I want to thank you all for your help so far. I am slowly working the kinks out of my workflow. I know this isn’t org-roam strictly, but I can’t find an answer online and it pertains only to my roam buffers.
In my capture and capture-ref templates I have a field #+LAST_MODIFIED: that inserts the time. I’d like it to update every time the file is saved after that to represent its last save.
I got this from someone else’s org-roam setup, but I don’t remember where. How would I setup emacs to update that line at save? I think I am on the right path with time-stamp but I’m not sure how to call it. Here is what I have so far:
(setq
time-stamp-active t ; do enable time-stamps
time-stamp-pattern "5/#+LAST_MODIFIED: [%04y-%02m-%02d %a %02H:%02M]"
time-stamp-format "%04y-%02m-%02d %a %02H:%02M") ; date format
Would this work with my capture template below? (See also the example file below.)
Here is the relevant capture template:
#+TITLE: covenant as kinship
#+CREATED: [2020-06-05 Fri 12:34]
#+LAST_MODIFIED: [2020-06-05 Fri 12:34]
- tags :: [[footcite:hahn09:_kinsh_coven][p. 28-9.]]
Bilateral covenants per Cross, Glueck, smith, FRymer-Kenski are
kinship-oriented. That is they extend kinship rights and
responsibilities to another party. This kinship relationship is made
via a [[file:covenantal_oath.org][covenantal oath]].
Thank you! That is exactly what I needed. I can’t claim to weigh in on whether or not it should ship with org-roam. I am quite happy to have this in my config file(s). It is doing exactly what I want it to do.
I would love to implement this in my configuration.
I use spacemacs, and I do not use use-package to load my layers.
Could you point me to how I can use this hook?
I think that I can simply put all the definitions of the functions in my config file.
But how should I introduce the before-save hook in you 2590 line?
I added this part to my user-config in the init.el file.
(for spacemacs users that have their configuration in a .spacemacs file it should be in the user-config part of .spacemacs)
(add-hook 'before-save-hook #'zp/org-set-last-modified)
(defun zp/org-find-time-file-property (property &optional anywhere)
"Return the position of the time file PROPERTY if it exists.
When ANYWHERE is non-nil, search beyond the preamble."
(save-excursion
(goto-char (point-min))
(let ((first-heading
(save-excursion
(re-search-forward org-outline-regexp-bol nil t))))
(when (re-search-forward (format "^#\\+%s:" property)
(if anywhere nil first-heading)
t)
(point)))))
(defun zp/org-has-time-file-property-p (property &optional anywhere)
"Return the position of time file PROPERTY if it is defined.
As a special case, return -1 if the time file PROPERTY exists but
is not defined."
(when-let ((pos (zp/org-find-time-file-property property anywhere)))
(save-excursion
(goto-char pos)
(if (and (looking-at-p " ")
(progn (forward-char)
(org-at-timestamp-p 'lax)))
pos
-1))))
(defun zp/org-set-time-file-property (property &optional anywhere pos)
"Set the time file PROPERTY in the preamble.
When ANYWHERE is non-nil, search beyond the preamble.
If the position of the file PROPERTY has already been computed,
it can be passed in POS."
(when-let ((pos (or pos
(zp/org-find-time-file-property property))))
(save-excursion
(goto-char pos)
(if (looking-at-p " ")
(forward-char)
(insert " "))
(delete-region (point) (line-end-position))
(let* ((now (format-time-string "[%Y-%m-%d %a %H:%M]")))
(insert now)))))
(defun zp/org-set-last-modified ()
"Update the LAST_MODIFIED file property in the preamble."
(when (derived-mode-p 'org-mode)
(zp/org-set-time-file-property "LAST_MODIFIED")))
Is #+LAST_MODIFIED recognized by some other functions?
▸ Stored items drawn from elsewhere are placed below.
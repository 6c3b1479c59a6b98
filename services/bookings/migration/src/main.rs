use sea_orm_migration::prelude::*;

#[tokio::main]
async fn main() {
    cli::run_cli(reserva_bookings_migration::Migrator).await;
}
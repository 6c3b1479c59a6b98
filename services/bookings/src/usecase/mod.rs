pub mod cancel;
pub mod customer;
pub mod feedback;
pub mod ingest;
pub mod lifecycle;
pub mod matcher;
pub mod message;
pub mod notify;
pub mod restore;
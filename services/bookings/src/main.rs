use std::sync::Arc;

use anyhow::Context;
use sea_orm::Database;
use tracing::info;

use reserva_core::config::Config;
use reserva_core::tracing::init_tracing;
use reserva_domain::clock::{Clock, SystemClock};
use reserva_domain::phone::PhoneNormalizer;

use reserva_bookings::config::BookingsConfig;
use reserva_bookings::domain::event::EventNormalizer;
use reserva_bookings::domain::types::VenueProfile;
use reserva_bookings::infra::messenger::TelegramMessenger;
use reserva_bookings::infra::platform::HttpPlatformClient;
use reserva_bookings::router::build_router;
use reserva_bookings::scheduler::LifecycleScheduler;
use reserva_bookings::state::AppState;
use reserva_bookings::usecase::restore::RestoreScheduleUseCase;

#[tokio::main]
async fn main() -> anyhow::Result<()> {
    init_tracing("info,reserva_bookings=debug");

    let config = BookingsConfig::from_env().context("failed to load configuration")?;
    let utc_offset = config
        .venue_utc_offset()
        .context("VENUE_UTC_OFFSET_MINUTES is out of range")?;

    let db = Database::connect(config.database_options())
        .await
        .context("failed to connect to database")?;

    let http = reqwest::Client::builder()
        .timeout(config.http_timeout())
        .build()
        .context("failed to build HTTP client")?;

    let clock: Arc<dyn Clock> = Arc::new(SystemClock);
    let scheduler = Arc::new(LifecycleScheduler::new(
        config.reminder_lead(),
        clock.clone(),
    ));

    let state = AppState {
        db,
        scheduler: scheduler.clone(),
        messenger: TelegramMessenger::new(
            http.clone(),
            &config.bot_api_url,
            config.bot_token.clone(),
        ),
        platform: HttpPlatformClient::new(
            http,
            config.platform_api_url.as_deref(),
            config.platform_api_key.clone(),
        ),
        events: EventNormalizer {
            phones: PhoneNormalizer::new(&config.phone_country_code),
            utc_offset,
        },
        venue: Arc::new(VenueProfile {
            name: config.venue_name.clone(),
            address: config.venue_address.clone(),
            utc_offset,
            review_links: config.review_links(),
        }),
        clock,
        support_channel: config.support_channel(),
    };

    RestoreScheduleUseCase {
        repo: state.store(),
        scheduler: scheduler.clone(),
    }
    .execute()
    .await
    .context("failed to restore lifecycle jobs")?;

    tokio::spawn(scheduler.run(state.job_handler(), config.scheduler_tick()));

    let router = build_router(state);
    let http_addr = format!("0.0.0.0:{}", config.bookings_port);
    let listener = tokio::net::TcpListener::bind(&http_addr)
        .await
        .with_context(|| format!("failed to bind {http_addr}"))?;

    info!("bookings service listening on {http_addr}");
    axum::serve(listener, router).await.context("server error")?;
    Ok(())
}
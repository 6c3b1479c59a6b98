use std::sync::Arc;

use axum::http::{HeaderName, HeaderValue, StatusCode};
use axum_test::TestServer;
use chrono::Duration;
use sea_orm::{DatabaseBackend, DatabaseConnection, DbErr, MockDatabase, RuntimeErr};
use serde_json::Value;

use reserva_bookings::domain::event::EventNormalizer;
use reserva_bookings::domain::types::VenueProfile;
use reserva_bookings::infra::messenger::TelegramMessenger;
use reserva_bookings::infra::platform::HttpPlatformClient;
use reserva_bookings::router::build_router;
use reserva_bookings::scheduler::LifecycleScheduler;
use reserva_bookings::state::AppState;
use reserva_core::identity::CHANNEL_ID_HEADER;
use reserva_domain::phone::PhoneNormalizer;
use reserva_testing::clock::ManualClock;
use reserva_testing::fixture::Fixture;

use crate::helpers::venue_offset;

/// Router over a disconnected database, for routes that answer before touching the store.
fn server() -> TestServer {
    server_with(DatabaseConnection::Disconnected)
}

fn server_with(db: DatabaseConnection) -> TestServer {
    let clock = Arc::new(ManualClock::fixed());
    let http = reqwest::Client::new();
    let state = AppState {
        db,
        scheduler: Arc::new(LifecycleScheduler::new(Duration::hours(1), clock.clone())),
        messenger: TelegramMessenger::new(http.clone(), "http://127.0.0.1:9", "123:abc"),
        platform: HttpPlatformClient::new(http, None, None),
        events: EventNormalizer {
            phones: PhoneNormalizer::default(),
            utc_offset: venue_offset(),
        },
        venue: Arc::new(VenueProfile::default()),
        clock,
        support_channel: None,
    };
    TestServer::new(build_router(state)).unwrap()
}

fn channel(id: &'static str) -> (HeaderName, HeaderValue) {
    (
        HeaderName::from_static(CHANNEL_ID_HEADER),
        HeaderValue::from_static(id),
    )
}

// ── Health ───────────────────────────────────────────────────────────────────

#[tokio::test]
async fn should_report_live_and_attach_request_id() {
    let response = server().get("/healthz").await;

    assert_eq!(response.status_code(), StatusCode::OK);
    let id = response.header("x-request-id");
    assert!(!id.is_empty());
}

#[tokio::test]
async fn should_report_not_ready_without_database() {
    let response = server().get("/readyz").await;

    assert_eq!(response.status_code(), StatusCode::SERVICE_UNAVAILABLE);
}

// ── Webhook ──────────────────────────────────────────────────────────────────

#[tokio::test]
async fn should_reject_webhook_body_that_is_not_json() {
    let response = server()
        .post("/webhooks/reservations?message=newrega")
        .text("code=AB12")
        .await;

    assert_eq!(response.status_code(), StatusCode::BAD_REQUEST);
    assert_eq!(response.json::<Value>()["kind"], "MALFORMED_EVENT");
}

#[tokio::test]
async fn should_reject_unknown_discriminator() {
    let response = server()
        .post("/webhooks/reservations?message=update")
        .json(&Fixture::load("contracts/webhooks/newrega.json"))
        .await;

    assert_eq!(response.status_code(), StatusCode::BAD_REQUEST);
    assert_eq!(response.json::<Value>()["kind"], "MALFORMED_EVENT");
}

#[tokio::test]
async fn should_surface_store_outage_as_retryable() {
    let db = MockDatabase::new(DatabaseBackend::Postgres)
        .append_exec_errors([DbErr::Conn(RuntimeErr::Internal(
            "connection refused".to_owned(),
        ))])
        .into_connection();

    let response = server_with(db)
        .post("/webhooks/reservations?message=newrega")
        .json(&Fixture::load("contracts/webhooks/newrega.json"))
        .await;

    assert_eq!(response.status_code(), StatusCode::SERVICE_UNAVAILABLE);
    assert_eq!(response.json::<Value>()["kind"], "STORE_UNAVAILABLE");
}

// ── Customer routes ──────────────────────────────────────────────────────────

#[tokio::test]
async fn should_require_channel_identity() {
    let server = server();

    assert_eq!(
        server.post("/customers").await.status_code(),
        StatusCode::UNAUTHORIZED
    );
    let (name, _) = channel("7");
    let response = server
        .get("/customers/@me/bookings")
        .add_header(name, HeaderValue::from_static("seven"))
        .await;
    assert_eq!(response.status_code(), StatusCode::UNAUTHORIZED);
}

#[tokio::test]
async fn should_treat_blank_code_as_unknown_booking() {
    let (name, value) = channel("7");
    let response = server()
        .post("/customers/@me/bookings/%20/cancel")
        .add_header(name, value)
        .await;

    assert_eq!(response.status_code(), StatusCode::NOT_FOUND);
    assert_eq!(response.json::<Value>()["kind"], "UNKNOWN_BOOKING");
}
//! Booking lifecycle enums.

use std::fmt;

use serde::{Deserialize, Serialize};

/// Lifecycle status of a booking.
///
/// Transitions are monotone: `Active -> Cancelled` or `Active -> Completed`.
/// Nothing leaves a terminal state.
#[derive(Debug, Clone, Copy, PartialEq, Eq, Hash, Serialize, Deserialize)]
#[serde(rename_all = "snake_case")]
pub enum BookingStatus {
    Active,
    Cancelled,
    Completed,
}

impl BookingStatus {
    pub fn as_str(self) -> &'static str {
        match self {
            Self::Active => "active",
            Self::Cancelled => "cancelled",
            Self::Completed => "completed",
        }
    }

    /// Parse the stored wire value. Returns `None` for unknown values.
    pub fn from_str_opt(s: &str) -> Option<Self> {
        match s {
            "active" => Some(Self::Active),
            "cancelled" => Some(Self::Cancelled),
            "completed" => Some(Self::Completed),
            _ => None,
        }
    }

    pub fn is_terminal(self) -> bool {
        !matches!(self, Self::Active)
    }

    pub fn can_transition_to(self, next: Self) -> bool {
        self == Self::Active && next.is_terminal()
    }
}

impl fmt::Display for BookingStatus {
    fn fmt(&self, f: &mut fmt::Formatter<'_>) -> fmt::Result {
        f.write_str(self.as_str())
    }
}

/// Kind of timed lifecycle job attached to a booking.
#[derive(Debug, Clone, Copy, PartialEq, Eq, Hash, PartialOrd, Ord, Serialize, Deserialize)]
#[serde(rename_all = "snake_case")]
pub enum JobKind {
    Reminder,
    FeedbackRequest,
}

impl JobKind {
    pub const ALL: [JobKind; 2] = [JobKind::Reminder, JobKind::FeedbackRequest];

    pub fn as_str(self) -> &'static str {
        match self {
            Self::Reminder => "reminder",
            Self::FeedbackRequest => "feedback_request",
        }
    }
}

impl fmt::Display for JobKind {
    fn fmt(&self, f: &mut fmt::Formatter<'_>) -> fmt::Result {
        f.write_str(self.as_str())
    }
}

/// Kind of outbound message recorded in the notification log.
#[derive(Debug, Clone, Copy, PartialEq, Eq, Hash, Serialize, Deserialize)]
#[serde(rename_all = "snake_case")]
pub enum MessageKind {
    BookingCreated,
    BookingCancelled,
    Reminder,
    FeedbackRequest,
}

impl MessageKind {
    pub fn as_str(self) -> &'static str {
        match self {
            Self::BookingCreated => "booking_created",
            Self::BookingCancelled => "booking_cancelled",
            Self::Reminder => "reminder",
            Self::FeedbackRequest => "feedback_request",
        }
    }

    pub fn from_str_opt(s: &str) -> Option<Self> {
        match s {
            "booking_created" => Some(Self::BookingCreated),
            "booking_cancelled" => Some(Self::BookingCancelled),
            "reminder" => Some(Self::Reminder),
            "feedback_request" => Some(Self::FeedbackRequest),
            _ => None,
        }
    }
}

impl From<JobKind> for MessageKind {
    fn from(kind: JobKind) -> Self {
        match kind {
            JobKind::Reminder => Self::Reminder,
            JobKind::FeedbackRequest => Self::FeedbackRequest,
        }
    }
}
I have tried to make time-stamp use the standard Org-mode #+date (I like lower case) keyword and only run it for Org mode files but I am not sure if #+date is allowed to have time.
I just watched your tutorials, thanks for making them!
One of the first things I noticed was the LAST_MODIFIED property in your file headers, and immediately searched out your config to steal your code. I’ve wanted this for a long time, so thank you.